Kubernetes Configuration Settings

Configuration for a Kubernetes installation uses the same Deephaven customization and configuration processes for much of the installation. Because the Helm chart also specifies the equivalent of machine and Helm resources that would be handled by system administrators in a bare-metal (or VM-based) installation, the standard configuration process is augmented by Helm values.

Configuring Worker Heap Overhead

The Deephaven system creates a new container for each worker, which hosts a single JVM process. This provides isolation between workers, and the Linux kernel's container runtime automatically limits the resources that the container can use. The bulk of a JVM's memory usage is for the heap, which is where most user defined objects are allocated. However, the JVM also uses off-heap native memory for several reasons including direct memory allocations, garbage collection information, meta-space, classes, compiler caches, and more. When creating the container for a worker, Deephaven provides two values to Kubernetes to size the container's memory: a limit and request.
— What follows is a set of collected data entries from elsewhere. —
//! Fakes and fixtures for service tests.

use std::sync::{Arc, Mutex};

use async_trait::async_trait;
use chrono::{Duration, Utc};
use scorm_sync_core::PackageSettings;
use scorm_sync_platform::{AccessEvents, LearningProgress, OutcomeReporter, PlatformError};
use scorm_sync_storage::traits::{AttemptStore, PackageStore};
use scorm_sync_storage::{MemoryStorage, StorageBackend};
use serde_json::{Value, json};

use crate::{Collaborators, TrackingService};

pub const PACKAGE: i64 = 100;
pub const USER: i64 = 7;
pub const HASH: i64 = 555;
pub const REF: i64 = 9;

#[derive(Debug, Clone, PartialEq)]
pub enum PlatformCall {
    Status { package_id: i64, user_id: i64, status: i32, percentage: Option<i32> },
    ReadEvent { package_id: i64, user_id: i64, event_type: String, ref_id: i64, time_from_lms: bool },
    Outcome { package_id: i64, user_id: i64, score: f64 },
}

/// Records every call it receives.
#[derive(Debug, Default)]
pub struct RecordingPlatform {
    calls: Mutex<Vec<PlatformCall>>,
}

impl RecordingPlatform {
    #[expect(clippy::unwrap_used, reason = "test code")]
    pub fn calls(&self) -> Vec<PlatformCall> {
        self.calls.lock().unwrap().clone()
    }

    pub fn read_events(&self) -> Vec<PlatformCall> {
        self.calls().into_iter().filter(|c| matches!(c, PlatformCall::ReadEvent { .. })).collect()
    }

    #[expect(clippy::unwrap_used, reason = "test code")]
    fn push(&self, call: PlatformCall) {
        self.calls.lock().unwrap().push(call);
    }
}

#[async_trait]
impl LearningProgress for RecordingPlatform {
    async fn write_status(
        &self,
        package_id: i64,
        user_id: i64,
        status: i32,
        percentage: Option<i32>,
    ) -> Result<(), PlatformError> {
        self.push(PlatformCall::Status { package_id, user_id, status, percentage });
        Ok(())
    }
}

#[async_trait]
impl AccessEvents for RecordingPlatform {
    async fn sync_read_event(
        &self,
        package_id: i64,
        user_id: i64,
        event_type: &str,
        ref_id: i64,
        time_from_lms: bool,
    ) -> Result<(), PlatformError> {
        self.push(PlatformCall::ReadEvent {
            package_id,
            user_id,
            event_type: event_type.to_owned(),
            ref_id,
            time_from_lms,
        });
        Ok(())
    }
}

#[async_trait]
impl OutcomeReporter for RecordingPlatform {
    async fn report_outcome(
        &self,
        package_id: i64,
        user_id: i64,
        score: f64,
    ) -> Result<(), PlatformError> {
        self.push(PlatformCall::Outcome { package_id, user_id, score });
        Ok(())
    }
}

pub struct Harness {
    pub memory: MemoryStorage,
    pub storage: Arc<StorageBackend>,
    pub platform: Arc<RecordingPlatform>,
    pub service: TrackingService,
}

impl Harness {
    /// Package [`PACKAGE`] with default settings and a live session for
    /// [`USER`] with [`HASH`].
    pub async fn new() -> Self {
        Self::with_package(PackageSettings::new(PACKAGE)).await
    }

    #[expect(clippy::unwrap_used, reason = "test code")]
    pub async fn with_package(settings: PackageSettings) -> Self {
        let memory = MemoryStorage::new();
        let storage = Arc::new(StorageBackend::Memory(memory.clone()));
        let platform = Arc::new(RecordingPlatform::default());
        let service = TrackingService::new(
            Arc::clone(&storage),
            Collaborators::shared(Arc::clone(&platform)),
            5,
        );
        storage.save_package(&settings).await.unwrap();
        storage
            .open_session(settings.package_id, USER, HASH, Utc::now() + Duration::minutes(5))
            .await
            .unwrap();
        Self { memory, storage, platform, service }
    }
}

/// A node row with the content node id and scaled score set.
pub fn node_row(cp_node_id: i64, scaled: Value) -> Value {
    let mut row = vec![Value::Null; 41];
    row[17] = json!("incomplete");
    row[19] = json!(cp_node_id);
    row[35] = scaled;
    Value::Array(row)
}

pub fn body(value: &Value) -> Vec<u8> {
    value.to_string().into_bytes()
}

mod merge_tests;
mod node_sync_tests;
mod unload_tests;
  • The request is the minimum amount of heap that Kubernetes allocates to the process.
  • The limit is the maximum amount the process is permitted to use.

Deephaven sets both of these parameters to the same value. If the requested amount of heap is unavailable, then the worker cannot be scheduled by Kubernetes. If the JVM exceeds the limit, then the kernel terminates the process and the container is marked as "OOMKilled" (out-of-memory).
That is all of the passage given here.